• [Action item]:
A single stretch of the material below is to be transcribed exactly, starting at the line with "filename src/mixer.rs" and ending after the line with "pub fn bytes_per_frame(self)".

□ □ □ □ □ □ □

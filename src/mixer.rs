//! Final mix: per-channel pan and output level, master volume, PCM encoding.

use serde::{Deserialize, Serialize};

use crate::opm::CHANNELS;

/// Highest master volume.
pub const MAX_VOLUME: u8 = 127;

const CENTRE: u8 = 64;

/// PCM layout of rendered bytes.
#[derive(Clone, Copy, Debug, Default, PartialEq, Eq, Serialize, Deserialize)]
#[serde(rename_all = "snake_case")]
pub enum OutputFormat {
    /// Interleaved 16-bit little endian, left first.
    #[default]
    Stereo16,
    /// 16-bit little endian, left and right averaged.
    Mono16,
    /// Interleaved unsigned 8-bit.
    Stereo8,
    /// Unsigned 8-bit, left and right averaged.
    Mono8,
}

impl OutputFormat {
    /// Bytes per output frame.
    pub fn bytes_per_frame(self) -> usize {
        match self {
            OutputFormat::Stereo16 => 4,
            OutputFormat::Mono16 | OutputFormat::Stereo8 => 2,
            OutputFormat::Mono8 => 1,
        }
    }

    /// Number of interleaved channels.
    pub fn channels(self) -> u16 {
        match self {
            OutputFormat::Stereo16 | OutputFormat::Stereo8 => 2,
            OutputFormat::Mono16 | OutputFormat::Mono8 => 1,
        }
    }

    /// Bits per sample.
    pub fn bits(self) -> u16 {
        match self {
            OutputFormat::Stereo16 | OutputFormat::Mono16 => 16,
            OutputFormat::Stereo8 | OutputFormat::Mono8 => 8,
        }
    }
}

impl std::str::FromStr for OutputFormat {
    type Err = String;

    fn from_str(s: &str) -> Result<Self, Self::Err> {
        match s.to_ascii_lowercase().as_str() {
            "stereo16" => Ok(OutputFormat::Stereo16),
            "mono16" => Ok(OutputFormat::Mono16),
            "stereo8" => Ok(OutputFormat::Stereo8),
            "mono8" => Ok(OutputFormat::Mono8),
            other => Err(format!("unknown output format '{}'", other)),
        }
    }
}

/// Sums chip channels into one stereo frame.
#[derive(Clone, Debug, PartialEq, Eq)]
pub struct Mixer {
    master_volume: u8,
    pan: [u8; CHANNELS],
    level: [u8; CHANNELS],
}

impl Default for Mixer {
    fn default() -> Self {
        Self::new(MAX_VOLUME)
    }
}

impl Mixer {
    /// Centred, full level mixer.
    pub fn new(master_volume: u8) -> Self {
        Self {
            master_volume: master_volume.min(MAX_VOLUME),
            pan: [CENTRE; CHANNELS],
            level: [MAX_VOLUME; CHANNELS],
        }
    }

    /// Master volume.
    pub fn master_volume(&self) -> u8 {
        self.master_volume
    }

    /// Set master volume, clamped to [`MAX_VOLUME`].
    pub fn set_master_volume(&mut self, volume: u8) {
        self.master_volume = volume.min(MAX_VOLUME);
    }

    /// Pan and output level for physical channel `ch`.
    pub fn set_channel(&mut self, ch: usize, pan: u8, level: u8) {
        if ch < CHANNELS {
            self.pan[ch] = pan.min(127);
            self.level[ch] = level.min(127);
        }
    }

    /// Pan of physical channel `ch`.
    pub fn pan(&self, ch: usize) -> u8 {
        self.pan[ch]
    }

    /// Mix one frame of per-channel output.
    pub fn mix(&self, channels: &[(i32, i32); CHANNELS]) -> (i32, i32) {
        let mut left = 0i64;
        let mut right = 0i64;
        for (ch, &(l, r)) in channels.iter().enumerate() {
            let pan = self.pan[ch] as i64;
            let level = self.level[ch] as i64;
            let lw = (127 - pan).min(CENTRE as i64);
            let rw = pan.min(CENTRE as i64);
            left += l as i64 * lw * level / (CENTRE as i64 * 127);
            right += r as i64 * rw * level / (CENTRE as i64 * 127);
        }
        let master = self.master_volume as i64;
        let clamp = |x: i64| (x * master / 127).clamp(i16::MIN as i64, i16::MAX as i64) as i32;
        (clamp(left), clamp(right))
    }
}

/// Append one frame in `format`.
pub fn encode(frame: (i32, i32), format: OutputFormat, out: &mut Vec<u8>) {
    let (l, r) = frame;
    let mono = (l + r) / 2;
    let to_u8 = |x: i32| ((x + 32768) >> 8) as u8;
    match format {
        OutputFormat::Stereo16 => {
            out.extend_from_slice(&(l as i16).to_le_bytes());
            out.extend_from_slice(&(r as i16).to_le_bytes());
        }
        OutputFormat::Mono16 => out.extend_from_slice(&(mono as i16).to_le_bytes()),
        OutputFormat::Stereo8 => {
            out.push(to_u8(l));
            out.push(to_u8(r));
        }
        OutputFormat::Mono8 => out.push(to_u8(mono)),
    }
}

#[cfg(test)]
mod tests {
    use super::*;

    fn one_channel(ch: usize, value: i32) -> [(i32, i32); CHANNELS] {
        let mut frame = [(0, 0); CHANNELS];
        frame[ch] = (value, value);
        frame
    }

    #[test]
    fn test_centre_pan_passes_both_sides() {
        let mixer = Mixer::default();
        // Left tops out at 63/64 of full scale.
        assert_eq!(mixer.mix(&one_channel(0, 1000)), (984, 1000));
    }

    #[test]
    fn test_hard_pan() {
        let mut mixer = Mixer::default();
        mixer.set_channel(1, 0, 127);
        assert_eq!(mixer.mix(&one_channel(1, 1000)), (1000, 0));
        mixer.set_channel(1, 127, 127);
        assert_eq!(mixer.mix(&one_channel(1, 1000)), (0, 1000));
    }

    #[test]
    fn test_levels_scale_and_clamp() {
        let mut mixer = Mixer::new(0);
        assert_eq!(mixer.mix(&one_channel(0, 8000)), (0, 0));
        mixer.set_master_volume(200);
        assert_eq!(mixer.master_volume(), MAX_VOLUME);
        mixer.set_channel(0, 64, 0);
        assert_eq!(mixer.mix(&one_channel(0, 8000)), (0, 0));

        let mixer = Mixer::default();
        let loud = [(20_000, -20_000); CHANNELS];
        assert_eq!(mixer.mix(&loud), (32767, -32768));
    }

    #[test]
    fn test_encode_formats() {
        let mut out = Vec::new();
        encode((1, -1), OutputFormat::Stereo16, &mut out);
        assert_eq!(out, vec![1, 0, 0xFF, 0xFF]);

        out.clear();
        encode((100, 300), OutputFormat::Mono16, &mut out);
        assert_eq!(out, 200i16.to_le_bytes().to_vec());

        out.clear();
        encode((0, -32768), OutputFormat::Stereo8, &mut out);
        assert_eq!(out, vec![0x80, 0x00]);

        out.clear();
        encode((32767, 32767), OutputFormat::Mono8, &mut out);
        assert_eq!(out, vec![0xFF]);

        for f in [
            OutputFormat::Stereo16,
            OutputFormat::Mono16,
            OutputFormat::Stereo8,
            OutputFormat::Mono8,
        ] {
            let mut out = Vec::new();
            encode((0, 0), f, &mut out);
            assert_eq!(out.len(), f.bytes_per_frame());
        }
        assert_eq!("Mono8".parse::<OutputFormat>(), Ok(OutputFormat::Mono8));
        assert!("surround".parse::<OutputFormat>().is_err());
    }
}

□ □ □ □ □ □ □

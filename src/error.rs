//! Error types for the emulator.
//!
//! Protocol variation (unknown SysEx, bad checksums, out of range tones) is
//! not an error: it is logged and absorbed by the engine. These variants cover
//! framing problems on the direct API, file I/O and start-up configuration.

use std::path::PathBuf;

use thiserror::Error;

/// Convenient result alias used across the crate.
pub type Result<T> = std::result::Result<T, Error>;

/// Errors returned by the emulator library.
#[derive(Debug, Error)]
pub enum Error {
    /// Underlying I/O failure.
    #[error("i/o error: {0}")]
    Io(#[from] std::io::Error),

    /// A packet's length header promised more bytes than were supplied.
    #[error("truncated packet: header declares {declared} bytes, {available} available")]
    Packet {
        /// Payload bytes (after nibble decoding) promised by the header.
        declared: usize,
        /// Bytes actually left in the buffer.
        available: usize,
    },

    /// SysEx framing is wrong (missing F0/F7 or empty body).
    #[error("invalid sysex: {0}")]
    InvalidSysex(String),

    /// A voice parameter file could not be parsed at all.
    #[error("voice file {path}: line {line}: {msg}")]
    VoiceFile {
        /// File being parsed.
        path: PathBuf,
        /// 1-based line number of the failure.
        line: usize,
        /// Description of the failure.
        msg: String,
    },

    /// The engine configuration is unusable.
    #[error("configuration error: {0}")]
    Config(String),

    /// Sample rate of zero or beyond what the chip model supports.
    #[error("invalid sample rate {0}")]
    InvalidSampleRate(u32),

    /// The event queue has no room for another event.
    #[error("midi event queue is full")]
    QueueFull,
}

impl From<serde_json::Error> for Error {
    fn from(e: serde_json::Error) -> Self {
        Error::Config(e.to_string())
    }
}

□ □ □ □ □ □ □

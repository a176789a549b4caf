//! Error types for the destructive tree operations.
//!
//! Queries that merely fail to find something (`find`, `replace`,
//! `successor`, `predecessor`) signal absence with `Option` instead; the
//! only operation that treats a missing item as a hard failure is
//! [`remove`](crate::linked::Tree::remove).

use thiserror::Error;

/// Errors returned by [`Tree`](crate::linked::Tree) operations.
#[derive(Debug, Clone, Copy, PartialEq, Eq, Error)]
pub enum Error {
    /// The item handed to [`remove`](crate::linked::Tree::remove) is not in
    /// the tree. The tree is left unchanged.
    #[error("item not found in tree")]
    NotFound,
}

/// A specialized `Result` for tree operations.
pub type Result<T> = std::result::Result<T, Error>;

□ □ □ □ □ □ □

• [Solution to the problem]:
filename src/mixer.rs
//! Final mix: per-channel pan and output level, master volume, PCM encoding.

use serde::{Deserialize, Serialize};

use crate::opm::CHANNELS;

/// Highest master volume.
pub const MAX_VOLUME: u8 = 127;

const CENTRE: u8 = 64;

/// PCM layout of rendered bytes.
#[derive(Clone, Copy, Debug, Default, PartialEq, Eq, Serialize, Deserialize)]
#[serde(rename_all = "snake_case")]
pub enum OutputFormat {
    /// Interleaved 16-bit little endian, left first.
    #[default]
    Stereo16,
    /// 16-bit little endian, left and right averaged.
    Mono16,
    /// Interleaved unsigned 8-bit.
    Stereo8,
    /// Unsigned 8-bit, left and right averaged.
    Mono8,
}

impl OutputFormat {
    /// Bytes per output frame.
    pub fn bytes_per_frame(self) -> usize {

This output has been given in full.